I completed my PhD in 2014, and one of my first research jobs was to assist Prof. Stuart Macintyre and Dr Gwilym Croucher on an Australian Research Council-funded project examining the origins and effects of the Unified National System (UNS) of higher education. This was a large project, with chief investigators also at the University of Sydney, University of South Australia, and Griffith University. The largest outputs were histories of all four universities in the Dawkins era, and an overall history of the UNS.
What began as seemingly very dry research became increasingly intriguing to me. Like many of my contemporaries who entered university in the second half of the 2000s, I had little idea about the former colleges of advanced education or single-purpose institutes for agriculture, pharmacy, and other fields. I already had an interest in how institutions are created, how they evolve, and why they might fail (see my page on New Zealand’s provincial system of government). The means by which the UNS came together and how small institutions found partners to meet thresholds for UNS membership and funding was right up my alley.
I soon found myself taking a larger role in this project than that of a conventional research assistant. I began writing content, and in recognition of my enlarged role I became a research associate and then a research fellow. I am the lead author for one book, second author for another, and sole author of a journal article.
Gwil also invited me to participate in a related project on the past and future of Australian higher ed as seen by its leaders, a project based on interviews that William B. Lacy (University of California, Davis) undertook while in Australia.
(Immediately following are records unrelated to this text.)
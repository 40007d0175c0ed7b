#[derive(Debug, Clone, PartialEq, Eq, PartialOrd, Ord)]
pub enum TreeNodeKey {
    Patient(String),
    Study {
        patient: String,
        study: String,
    },
    Series {
        patient: String,
        study: String,
        series: String,
    },
}

impl TreeNodeKey {
    pub fn patient(id: &str) -> Self {
        Self::Patient(id.to_string())
    }

    pub fn study(patient: &str, study: &str) -> Self {
        Self::Study {
            patient: patient.to_string(),
            study: study.to_string(),
        }
    }

    pub fn series(patient: &str, study: &str, series: &str) -> Self {
        Self::Series {
            patient: patient.to_string(),
            study: study.to_string(),
            series: series.to_string(),
        }
    }
}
I was one of the authors of a published report from this project.
I remain interested in higher education’s past, present, and future, especially for Australia and New Zealand. I am especially concerned about casualisation within the university sector and its effects on research and researchers. I have, therefore, also listed some of my writing on these topics. I hope, one day, to write more on higher education reform.

My publications on higher education history
Books
Stuart Macintyre, André Brett, and Gwilym Croucher. No End of a Lesson: Australia’s Unified National System of Higher Education. Melbourne University Publishing, 2017. Buy here.
André Brett, Gwilym Croucher, and Stuart Macintyre. Life After Dawkins: The University of Melbourne in the Unified National System of Higher Education, 1988–1996. Melbourne University Publishing, 2016. Buy here.
Report
William B. Lacy, Gwilym Croucher, André Brett, and Romina Mueller. Australian Universities at a Crossroads: Insights from Their Leaders and Implications for the Future. Melbourne: Centre for the Study of Higher Education, 2018. Read online (open access).
Journal article
‘The Victorian College of Pharmacy: A Case Study of Amalgamation Failure and Success in Australian Higher Education’, History of Education, 47:5 (2018), 644–62. Read online (paywalled).
Other outputs
‘A Conversation About Casualisation, Part One’, Australian Historical Association Early Career Researchers Blog, 26 April 2019, read online (open access); see also parts two and three, which are by other authors.
‘André Brett’s Submission on the Proposal to Rename Victoria University’, Arathi: Professor Geoff McLay’s Law Blog, 30 August 2018, read online (open access).
‘Why Deleting Victoria from the Name of Wellington’s University Is a Terrible Idea’, The Spinoff, 6 August 2018, read online (open access).